Give the number of lines in this listing that contain the word "LongRecord", and nothing else.

INPUT DATA below:

use crate::error::{ProcessingError, Result};
use crate::models::{LongRecord, WideTable, YearTable};
use crate::utils::constants::DATETIME_COLUMN;
use crate::utils::parsing::{parse_decimal_cell, parse_timestamp};

/// Melts a wide yearly table into one record per (timestamp, station)
pub struct Reshaper;

impl Reshaper {
    pub fn new() -> Self {
        Self
    }

    /// Output is station-major: every timestamp of the first station, then
    /// the second, and so on. Unparseable values and timestamps become
    /// missing instead of failing.
    pub fn to_long(&self, table: &WideTable) -> Result<YearTable> {
        let datetime = table.datetime_index().ok_or_else(|| {
            ProcessingError::missing_columns(
                format!("wide table {}", table.year),
                vec![DATETIME_COLUMN.to_string()],
            )
        })?;

        let timestamps: Vec<_> = (0..table.row_count())
            .map(|row| table.cell(row, datetime).and_then(parse_timestamp))
            .collect();

        let stations: Vec<(usize, &str)> = table.station_columns().collect();
        let mut records = Vec::with_capacity(timestamps.len() * stations.len());

        for (column, station) in stations {
            for (row, timestamp) in timestamps.iter().enumerate() {
                let value = parse_decimal_cell(table.cell(row, column));
                records.push(LongRecord::new(*timestamp, station, value, table.year));
            }
        }

        Ok(YearTable::new(table.year, records))
    }
}

impl Default for Reshaper {
    fn default() -> Self {
        Self::new()
    }
}

#[cfg(test)]
mod tests {
    use super::*;
    use std::collections::HashSet;

    fn wide(columns: &[&str], rows: Vec<Vec<Option<&str>>>) -> WideTable {
        WideTable::new(
            2018,
            columns.iter().map(|c| c.to_string()).collect(),
            rows.into_iter()
                .map(|row| row.into_iter().map(|c| c.map(String::from)).collect())
                .collect(),
        )
    }

    #[test]
    fn test_row_count_is_rows_times_stations() {
        let table = wide(
            &["Datetime", "ST01", "ST02", "ST03"],
            vec![
                vec![Some("2018-01-01 01:00:00"), Some("1"), Some("2"), Some("3")],
                vec![Some("2018-01-01 02:00:00"), Some("4"), None, Some("6")],
            ],
        );

        let long = Reshaper::new().to_long(&table).unwrap();
        assert_eq!(long.records.len(), 2 * 3);

        let pairs: HashSet<(String, String)> = long
            .records
            .iter()
            .map(|r| (r.timestamp.unwrap().to_string(), r.station.clone()))
            .collect();
        assert_eq!(pairs.len(), 6);
    }

    #[test]
    fn test_values_are_coerced() {
        let table = wide(
            &["Datetime", "ST01", "ST02", "ST03"],
            vec![vec![
                Some("2018-01-01 01:00:00"),
                Some("10,5"),
                Some("bad"),
                None,
            ]],
        );

        let long = Reshaper::new().to_long(&table).unwrap();
        let values: Vec<Option<f64>> = long.records.iter().map(|r| r.value).collect();
        assert_eq!(values, vec![Some(10.5), None, None]);
        assert!(long.records.iter().all(|r| r.year == 2018));
    }

    #[test]
    fn test_station_major_order() {
        let table = wide(
            &["Datetime", "ST01", "ST02"],
            vec![
                vec![Some("2018-01-01 01:00:00"), Some("1"), Some("3")],
                vec![Some("2018-01-01 02:00:00"), Some("2"), Some("4")],
            ],
        );

        let long = Reshaper::new().to_long(&table).unwrap();
        let stations: Vec<&str> = long.records.iter().map(|r| r.station.as_str()).collect();
        assert_eq!(stations, vec!["ST01", "ST01", "ST02", "ST02"]);
        let values: Vec<f64> = long.records.iter().filter_map(|r| r.value).collect();
        assert_eq!(values, vec![1.0, 2.0, 3.0, 4.0]);
    }

    #[test]
    fn test_unparseable_timestamp_is_kept_as_missing() {
        let table = wide(
            &["Datetime", "ST01"],
            vec![vec![Some("garbage"), Some("1")]],
        );
        let long = Reshaper::new().to_long(&table).unwrap();
        assert_eq!(long.records.len(), 1);
        assert!(long.records[0].timestamp.is_none());
    }

    #[test]
    fn test_missing_datetime_column() {
        let table = wide(&["ST01"], vec![vec![Some("10")], vec![Some("20")]]);
        let err = Reshaper::new().to_long(&table).unwrap_err();
        match err {
            ProcessingError::MissingRequiredColumn { columns, .. } => {
                assert_eq!(columns, vec!["Datetime".to_string()]);
            }
            other => panic!("expected MissingRequiredColumn, got {:?}", other),
        }
    }
}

End of INPUT DATA.

SOLUTION TO THIS TASK :: 2